Él levantó la mirada.
—¿Dónde?
La joven se alejó del West Ponente unos treinta metros antes de contestar. Señaló hacia el Vaticano como si le mostrara a Robert algo en la cúpula.
—Desde que hemos llegado a la plaza, una misma persona ha estado detrás de nosotros. —Disimuladamente, Vittoria echó un vistazo por encima del hombro—. Sigue ahí. No te pares.
—¿Crees que se trata del hassassin?
Ella negó con la cabeza.
—No, a no ser que los illuminati contraten mujeres con cámaras de la BBC.
Cuando las campanas de la basílica de San Pedro iniciaron su ensordecedor clamor, tanto Langdon como Vittoria se sobresaltaron. Era la hora. Se habían alejado del West Ponente con la intención de despistar a la reportera, pero en ese momento regresaron rápidamente hacia el relieve.
A pesar del estruendo de las campanas, la zona parecía estar en completa calma. Los turistas paseaban. Un indigente borracho dormitaba a los pies del obelisco. Una niña daba de comer a las palomas. Langdon se preguntó si la reportera habría ahuyentado al asesino. «Es poco probable —decidió, recordando su promesa—: “Convertiré a los cardenales en celebridades mediáticas.”»
Cuando el eco de la novena campanada se apagó, un pacífico silencio descendió sobre la plaza.
Y entonces... la niña comenzó a gritar.
CAPÍTULO 75
Langdon fue el primero en llegar hasta ella.
La aterrorizada pequeña señalaba la base del obelisco.
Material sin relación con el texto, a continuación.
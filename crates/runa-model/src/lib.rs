// Copyright (c) 2024-2026 Martin Schröder <info@swedishembedded.com>
//
// SPDX-License-Identifier: MIT
mod mock;
mod provider;
mod types;

pub use mock::{BlockingProvider, EchoProvider, ScriptedProvider};
pub use provider::{ModelProvider, ResponseStream};
pub use types::{
    CompletionRequest, ContentBlock, Message, ModelReply, ResponseEvent, Role, RunUsage,
    StopReason, ToolCallRequest, ToolSchema, Usage,
};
Allí podía verse a un desharrapado y decrépito borracho recostado en la escalera. Su estado era lamentable. Debía de ser un indigente más de Roma. Grasientos mechones de pelo gris le caían sobre la cara, y llevaba el cuerpo envuelto en harapos sucios. La niña siguió gritando mientras se alejaba corriendo hacia la muchedumbre.
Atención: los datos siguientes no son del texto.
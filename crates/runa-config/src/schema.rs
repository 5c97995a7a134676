// Copyright (c) 2024-2026 Martin Schröder <info@swedishembedded.com>
//
// SPDX-License-Identifier: Apache-2.0
use std::path::PathBuf;
use std::time::Duration;

use serde::{Deserialize, Serialize};

/// Serde default helper — returns `true`.
///
/// `#[serde(default)]` on a `bool` always falls back to `bool::default()`
/// (i.e. `false`), so fields that should be enabled unless explicitly turned
/// off need a named function.
fn default_true() -> bool {
    true
}

fn default_threshold() -> f32 {
    0.8
}

fn default_preserve_count() -> usize {
    5
}

fn default_initial_count() -> usize {
    1
}

fn default_user_text_tokens() -> usize {
    1_000
}

fn default_max_retries() -> u32 {
    2
}

fn default_retry_delay() -> Duration {
    Duration::from_secs(1)
}

fn default_max_summary_tokens() -> u32 {
    2_048
}

fn default_max_sessions() -> usize {
    1_000
}

fn default_max_iterations() -> u32 {
    25
}

fn default_output_buffer() -> usize {
    512
}

fn default_progress_buffer() -> usize {
    256
}

/// Fallback context budget when the embedder does not configure one.
pub const DEFAULT_TOKEN_LIMIT: usize = 200_000;

/// Conventional location for persisted history envelopes, relative to the
/// embedding application's state directory.
pub const DEFAULT_HISTORY_DIR: &str = ".runa/history";

/// Categorical model size label used to pick a concrete provider from the
/// runtime's model pool.  A request may override the tier, a subagent profile
/// may map to one, and the pool's default is used otherwise.
#[derive(Debug, Clone, Copy, PartialEq, Eq, Hash, Serialize, Deserialize)]
#[serde(rename_all = "lowercase")]
pub enum ModelTier {
    Low,
    Mid,
    High,
}

impl std::fmt::Display for ModelTier {
    fn fmt(&self, f: &mut std::fmt::Formatter<'_>) -> std::fmt::Result {
        match self {
            ModelTier::Low => write!(f, "low"),
            ModelTier::Mid => write!(f, "mid"),
            ModelTier::High => write!(f, "high"),
        }
    }
}

/// Threshold-driven history summarization.
///
/// Compaction fires when the estimated token count of a session's history
/// reaches `threshold` of the context budget.  The most recent
/// `preserve_count` messages are always kept verbatim; optionally the first
/// `initial_count` messages and the most recent user messages (up to
/// `user_text_tokens`) survive as well.  Everything else is replaced by a
/// model-generated summary.
#[derive(Debug, Clone, Serialize, Deserialize)]
pub struct CompactionConfig {
    #[serde(default = "default_true")]
    pub enabled: bool,
    /// Fraction of the context budget (0, 1] at which compaction triggers.
    #[serde(default = "default_threshold")]
    pub threshold: f32,
    /// Number of trailing messages always preserved verbatim.  Must be ≥ 1.
    #[serde(default = "default_preserve_count")]
    pub preserve_count: usize,
    /// Keep the first `initial_count` messages (typically the opening user
    /// instruction) out of the summary.
    #[serde(default)]
    pub preserve_initial: bool,
    #[serde(default = "default_initial_count")]
    pub initial_count: usize,
    /// Preserve the most recent user messages verbatim, newest first, until
    /// their combined estimate exceeds `user_text_tokens`.
    #[serde(default)]
    pub preserve_user_text: bool,
    #[serde(default = "default_user_text_tokens")]
    pub user_text_tokens: usize,
    /// Retries for the summary model call.  From the second attempt onward
    /// the fallback model is used when one is configured.
    #[serde(default = "default_max_retries")]
    pub max_retries: u32,
    #[serde(default = "default_retry_delay")]
    pub retry_delay: Duration,
    /// Upper bound passed to the summary model.
    #[serde(default = "default_max_summary_tokens")]
    pub max_summary_tokens: u32,
    /// When set, every compaction writes a JSON artifact describing what was
    /// summarized into this directory.  Write failures are logged, never
    /// fatal.
    #[serde(default)]
    pub rollout_dir: Option<PathBuf>,
}

impl Default for CompactionConfig {
    fn default() -> Self {
        Self {
            enabled: true,
            threshold: default_threshold(),
            preserve_count: default_preserve_count(),
            preserve_initial: false,
            initial_count: default_initial_count(),
            preserve_user_text: false,
            user_text_tokens: default_user_text_tokens(),
            max_retries: default_max_retries(),
            retry_delay: default_retry_delay(),
            max_summary_tokens: default_max_summary_tokens(),
            rollout_dir: None,
        }
    }
}

/// Bounds and storage for the per-session conversation logs.
#[derive(Debug, Clone, Serialize, Deserialize)]
pub struct HistoryConfig {
    /// Maximum resident sessions; the least-recently-used session is evicted
    /// when a new one would exceed this.
    #[serde(default = "default_max_sessions")]
    pub max_sessions: usize,
    /// Directory for persisted history envelopes.  `None` disables
    /// persistence entirely.
    #[serde(default)]
    pub persist_dir: Option<PathBuf>,
    /// Persisted envelopes older than this are pruned.
    #[serde(default)]
    pub retention: Option<Duration>,
}

impl Default for HistoryConfig {
    fn default() -> Self {
        Self {
            max_sessions: default_max_sessions(),
            persist_dir: None,
            retention: None,
        }
    }
}

/// Loop bounds and deadlines for a single run.
#[derive(Debug, Clone, Serialize, Deserialize)]
pub struct LimitsConfig {
    /// Maximum model-turn iterations per run before the run fails.
    #[serde(default = "default_max_iterations")]
    pub max_iterations: u32,
    /// Wall-clock bound for an entire run.
    #[serde(default)]
    pub run_timeout: Option<Duration>,
    /// Per-invocation bound for stage middleware.
    #[serde(default)]
    pub middleware_timeout: Option<Duration>,
    /// Context token budget shared by the read-time trimmer and the
    /// compaction trigger.  Falls back to [`DEFAULT_TOKEN_LIMIT`].
    #[serde(default)]
    pub token_budget: Option<usize>,
}

impl Default for LimitsConfig {
    fn default() -> Self {
        Self {
            max_iterations: default_max_iterations(),
            run_timeout: None,
            middleware_timeout: Some(Duration::from_secs(30)),
            token_budget: None,
        }
    }
}

/// Channel sizing for streaming runs.
///
/// The output channel is what the consumer drains; the progress channel sits
/// between the producing pipeline and the forwarder.  Both are bounded so a
/// stalled (but not cancelled) consumer applies backpressure instead of
/// growing memory.
#[derive(Debug, Clone, Serialize, Deserialize)]
pub struct StreamConfig {
    #[serde(default = "default_output_buffer")]
    pub output_buffer: usize,
    #[serde(default = "default_progress_buffer")]
    pub progress_buffer: usize,
}

impl Default for StreamConfig {
    fn default() -> Self {
        Self {
            output_buffer: default_output_buffer(),
            progress_buffer: default_progress_buffer(),
        }
    }
}

// ─── Unit tests ──────────────────────────────────────────────────────────────

#[cfg(test)]
mod tests {
    use super::*;

    #[test]
    fn compaction_defaults_match_documented_values() {
        let c = CompactionConfig::default();
        assert!(c.enabled);
        assert_eq!(c.threshold, 0.8);
        assert_eq!(c.preserve_count, 5);
        assert!(!c.preserve_initial);
        assert_eq!(c.max_retries, 2);
    }

    #[test]
    fn history_defaults_to_thousand_sessions_no_persistence() {
        let h = HistoryConfig::default();
        assert_eq!(h.max_sessions, 1_000);
        assert!(h.persist_dir.is_none());
    }

    #[test]
    fn limits_default_has_middleware_timeout_but_no_run_timeout() {
        let l = LimitsConfig::default();
        assert!(l.run_timeout.is_none());
        assert_eq!(l.middleware_timeout, Some(Duration::from_secs(30)));
        assert_eq!(l.max_iterations, 25);
    }

    #[test]
    fn stream_buffers_default_to_512_and_256() {
        let s = StreamConfig::default();
        assert_eq!(s.output_buffer, 512);
        assert_eq!(s.progress_buffer, 256);
    }

    #[test]
    fn model_tier_serializes_lowercase() {
        assert_eq!(serde_json::to_string(&ModelTier::High).unwrap(), "\"high\"");
        assert_eq!(ModelTier::Low.to_string(), "low");
    }

    #[test]
    fn compaction_config_deserializes_with_partial_fields() {
        let c: CompactionConfig =
            serde_json::from_str(r#"{"threshold": 0.5, "preserve_count": 3}"#).unwrap();
        assert_eq!(c.threshold, 0.5);
        assert_eq!(c.preserve_count, 3);
        // Unspecified fields fall back to defaults.
        assert!(c.enabled);
        assert_eq!(c.user_text_tokens, 1_000);
    }
}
Langdon sintió una oleada de terror al llegar junto al hombre. En los harapos que llevaba puestos podía ver una amplia mancha oscura. Sangre.
Luego los acontecimientos se precipitaron.
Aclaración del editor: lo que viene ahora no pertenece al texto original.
// Copyright (c) 2024-2026 Martin Schröder <info@swedishembedded.com>
//
// SPDX-License-Identifier: MIT
use std::collections::HashMap;
use std::sync::{Arc, Mutex};

use chrono::{DateTime, Utc};
use runa_model::Usage;
use serde::Serialize;

/// Per-model slice of a session's totals.
#[derive(Debug, Clone, Default, Serialize)]
pub struct ModelTokenStats {
    pub input_tokens: u64,
    pub output_tokens: u64,
    pub total_tokens: u64,
    pub requests: u64,
}

/// Running token totals for one session.  Reads return deep copies, so a
/// caller can never observe a half-updated struct.
#[derive(Debug, Clone, Default, Serialize)]
pub struct SessionTokenStats {
    pub session_id: String,
    pub total_input: u64,
    pub total_output: u64,
    pub total: u64,
    pub cache_created: u64,
    pub cache_read: u64,
    pub by_model: HashMap<String, ModelTokenStats>,
    pub request_count: u64,
    pub first_request_at: Option<DateTime<Utc>>,
    pub last_request_at: Option<DateTime<Utc>>,
}

/// Aggregate across all sessions.
#[derive(Debug, Clone, Default, Serialize)]
pub struct TotalTokenStats {
    pub total_input: u64,
    pub total_output: u64,
    pub total: u64,
    pub cache_created: u64,
    pub cache_read: u64,
    pub request_count: u64,
    pub session_count: usize,
}

pub type StatsCallback = Arc<dyn Fn(SessionTokenStats) + Send + Sync>;

/// Token accounting with its own lock; the update callback is invoked after
/// the lock is released so it may call back into the tracker.
#[derive(Default)]
pub struct TokenTracker {
    inner: Mutex<HashMap<String, SessionTokenStats>>,
    on_update: Option<StatsCallback>,
}

impl TokenTracker {
    pub fn new(on_update: Option<StatsCallback>) -> Self {
        Self {
            inner: Mutex::new(HashMap::new()),
            on_update,
        }
    }

    pub fn record(&self, session_id: &str, model: &str, usage: &Usage) {
        let snapshot = {
            let mut map = self.inner.lock().unwrap();
            let now = Utc::now();
            let stats = map.entry(session_id.to_string()).or_insert_with(|| {
                SessionTokenStats {
                    session_id: session_id.to_string(),
                    first_request_at: Some(now),
                    ..Default::default()
                }
            });
            stats.total_input += usage.input_tokens;
            stats.total_output += usage.output_tokens;
            stats.total += usage.total();
            stats.cache_created += usage.cache_creation_tokens;
            stats.cache_read += usage.cache_read_tokens;
            stats.request_count += 1;
            stats.last_request_at = Some(now);
            let per_model = stats.by_model.entry(model.to_string()).or_default();
            per_model.input_tokens += usage.input_tokens;
            per_model.output_tokens += usage.output_tokens;
            per_model.total_tokens += usage.total();
            per_model.requests += 1;
            stats.clone()
        };
        if let Some(cb) = &self.on_update {
            cb(snapshot);
        }
    }

    /// Deep copy of one session's stats.
    pub fn session_stats(&self, session_id: &str) -> Option<SessionTokenStats> {
        self.inner.lock().unwrap().get(session_id).cloned()
    }

    /// Aggregate over every tracked session.
    pub fn total_stats(&self) -> TotalTokenStats {
        let map = self.inner.lock().unwrap();
        let mut total = TotalTokenStats {
            session_count: map.len(),
            ..Default::default()
        };
        for s in map.values() {
            total.total_input += s.total_input;
            total.total_output += s.total_output;
            total.total += s.total;
            total.cache_created += s.cache_created;
            total.cache_read += s.cache_read;
            total.request_count += s.request_count;
        }
        total
    }
}

// ─── Unit tests ──────────────────────────────────────────────────────────────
El anciano se dobló por la mitad y se tambaleó hacia delante. Langdon intentó sujetarlo pero fue demasiado tarde. El hombre cayó de la escalera y quedó boca abajo sobre el pavimento. Inmóvil.
Langdon se arrodilló al tiempo que Vittoria llegaba a su lado. Alrededor empezó a agolparse la multitud.
La joven le aplicó los dedos en el cuello.
—Todavía tiene pulso —declaró—. Démosle la vuelta.
Langdon no se demoró. Cogió al hombre por los hombros y le dio media vuelta. Al hacerlo, los harapos parecieron desprenderse de su cuerpo como si de carne muerta se tratara. El hombre quedó echado boca arriba. En el centro mismo de su pecho desnudo podía verse una amplia zona de carne quemada.
Vittoria dejó escapar un grito ahogado y retrocedió.